Although Indo-Soviet co-operation occurred, Soviet military aid to India was greatly increased during the context of deteriorating Sino-Soviet and Sino-Indian relations. The 1962 Sino-Indian War caused the Sino-Pakistani axis to be another impetus for the growing co-operation between India and the Soviet Union.

In 1965, Indo-Soviet relations had entered a very important phase that lasted until 1977. According to Rejaul Karim Laskar, a scholar of Indian foreign policy, 1965 to 1977 was the "golden age" of Indo-Soviet relations.

1971
In the results of the general elections in Pakistan in 1970, President Yahya Khan was dissatisfied with the victory of the Awami League, the Bengali party that had its power base in East Pakistan (now Bangladesh). Disagreement broke out between the Awami League leadership and Peoples Party leadership, which was the second largest party in the elections after the Awami League. The Pakistani military, under the orders of general Tikka Khan, used gunfire for almost a week to gain control of East Pakistan's capital and largest city Dhaka. Tikka Khan also targeted the Hindu population in East Pakistan. This led to a mass exodus of mostly Hindu Bengalis, who fled to India.
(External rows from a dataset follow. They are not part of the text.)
//! Predicates used to decide which terms can be merged and how terms are ordered.

use crate::term::{float_eq, Term};

/// Returns true if the two terms can be merged by addition or subtraction.
///
/// - Constants are similar to each other.
/// - Variables are similar if they have the same name.
/// - Powers are similar if they have the same exponent and equal bases.
/// - Function applications are similar if they apply the same function to equal arguments.
/// - If either term is a product, both are split into a coefficient and the remaining factor. If
///   neither has a coefficient, they are similar only if they are equal. Otherwise, they are
///   similar if neither remaining factor is a constant and the remaining factors are similar.
///
/// Terms of different kinds are never similar, and sums and quotients are not similar to
/// anything. The relation is symmetric.
pub fn are_similar_terms(a: &Term, b: &Term) -> bool {
    match (a, b) {
        (Term::Constant(_), Term::Constant(_)) => true,
        (Term::Variable(a), Term::Variable(b)) => a == b,
        (Term::Power(a, m), Term::Power(b, n)) => float_eq(*m, *n) && a == b,
        (Term::Function(f, a), Term::Function(g, b)) => f == g && a == b,
        (Term::Product(..), _) | (_, Term::Product(..)) => {
            let (a_coeff, a_rest) = a.coefficient();
            let (b_coeff, b_rest) = b.coefficient();
            if a_coeff.is_none() && b_coeff.is_none() {
                return a == b;
            }

            !a_rest.is_constant()
                && !b_rest.is_constant()
                && are_similar_terms(a_rest, b_rest)
        },
        _ => false,
    }
}

/// Returns the degree of the term, used to order the terms of a polynomial.
///
/// Constants have degree `0`, variables `1`, powers of a variable their exponent, and products
/// the sum of the degrees of their factors. Every other term has degree `0`.
pub fn get_term_exponent(term: &Term) -> f64 {
    match term {
        Term::Constant(_) => 0.0,
        Term::Variable(_) => 1.0,
        Term::Power(base, exponent) if matches!(**base, Term::Variable(_)) => *exponent,
        Term::Product(lhs, rhs) => get_term_exponent(lhs) + get_term_exponent(rhs),
        _ => 0.0,
    }
}

#[cfg(test)]
mod tests {
    use pretty_assertions::assert_eq;
    use super::*;
    use crate::term::Func;

    fn x() -> Term {
        Term::var("x")
    }

    fn samples() -> Vec<Term> {
        vec![
            Term::Constant(2.0),
            Term::Constant(-1.5),
            x(),
            Term::var("y"),
            Term::power(x(), 2.0),
            Term::power(x(), 3.0),
            Term::product(Term::Constant(3.0), x()),
            Term::product(x(), Term::Constant(-2.0)),
            Term::product(Term::Constant(2.0), Term::power(x(), 2.0)),
            Term::product(x(), Term::var("y")),
            Term::call(Func::Sin, x()),
            Term::product(Term::Constant(4.0), Term::call(Func::Sin, x())),
            Term::sum(x(), Term::Constant(1.0)),
            Term::quotient(x(), Term::Constant(2.0)),
        ]
    }

    #[test]
    fn similar_pairs() {
        assert!(are_similar_terms(&Term::Constant(2.0), &Term::Constant(5.0)));
        assert!(are_similar_terms(&x(), &x()));
        assert!(are_similar_terms(&x(), &Term::product(Term::Constant(3.0), x())));
        assert!(are_similar_terms(
            &Term::product(Term::Constant(2.0), Term::power(x(), 2.0)),
            &Term::power(x(), 2.0),
        ));
        assert!(are_similar_terms(
            &Term::call(Func::Sin, x()),
            &Term::product(Term::Constant(4.0), Term::call(Func::Sin, x())),
        ));
        assert!(are_similar_terms(
            &Term::product(x(), Term::var("y")),
            &Term::product(x(), Term::var("y")),
        ));
    }

    #[test]
    fn dissimilar_pairs() {
        assert!(!are_similar_terms(&x(), &Term::var("y")));
        assert!(!are_similar_terms(&x(), &Term::power(x(), 2.0)));
        assert!(!are_similar_terms(&Term::power(x(), 2.0), &Term::power(x(), 3.0)));
        assert!(!are_similar_terms(&Term::call(Func::Sin, x()), &Term::call(Func::Cos, x())));
        assert!(!are_similar_terms(&Term::Constant(2.0), &Term::product(Term::Constant(2.0), x())));
        assert!(!are_similar_terms(
            &Term::sum(x(), Term::Constant(1.0)),
            &Term::sum(x(), Term::Constant(1.0)),
        ));
    }

    #[test]
    fn similarity_is_symmetric() {
        let samples = samples();
        for a in &samples {
            for b in &samples {
                assert_eq!(
                    are_similar_terms(a, b),
                    are_similar_terms(b, a),
                    "similarity of `{}` and `{}` is not symmetric", a, b,
                );
            }
        }
    }

    #[test]
    fn degrees() {
        assert_eq!(get_term_exponent(&Term::Constant(7.0)), 0.0);
        assert_eq!(get_term_exponent(&x()), 1.0);
        assert_eq!(get_term_exponent(&Term::power(x(), 3.0)), 3.0);
        assert_eq!(get_term_exponent(&Term::product(Term::Constant(-2.0), Term::power(x(), 2.0))), 2.0);
        assert_eq!(get_term_exponent(&Term::product(x(), Term::var("y"))), 2.0);
        assert_eq!(get_term_exponent(&Term::power(Term::call(Func::Sin, x()), 2.0)), 0.0);
    }
}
The Indian government, under the leadership of Indira Gandhi, saw itself confronted with a major humanitarian catastrophe, as eight to ten million Bengalis fled from East Pakistan to overcrowded and underfunded refugee camps in India. Indira Gandhi decided in April that a war was needed to stop the exodus and force millions of Bengali refugees return to their homes. The Indian government desired to get involved in the Bangladesh Liberation War to engage the Pakistani military and aid the Mukti Bahini in separating East Pakistan from the federation.

However, the Pakistani leadership was very well connected, as Yahya Khan had a close personal friendship with American President Richard Nixon and harboured excellent diplomatic relations with Mao's China. Under these circumstances, Gandhi was very nervous to send an army to East Pakistan.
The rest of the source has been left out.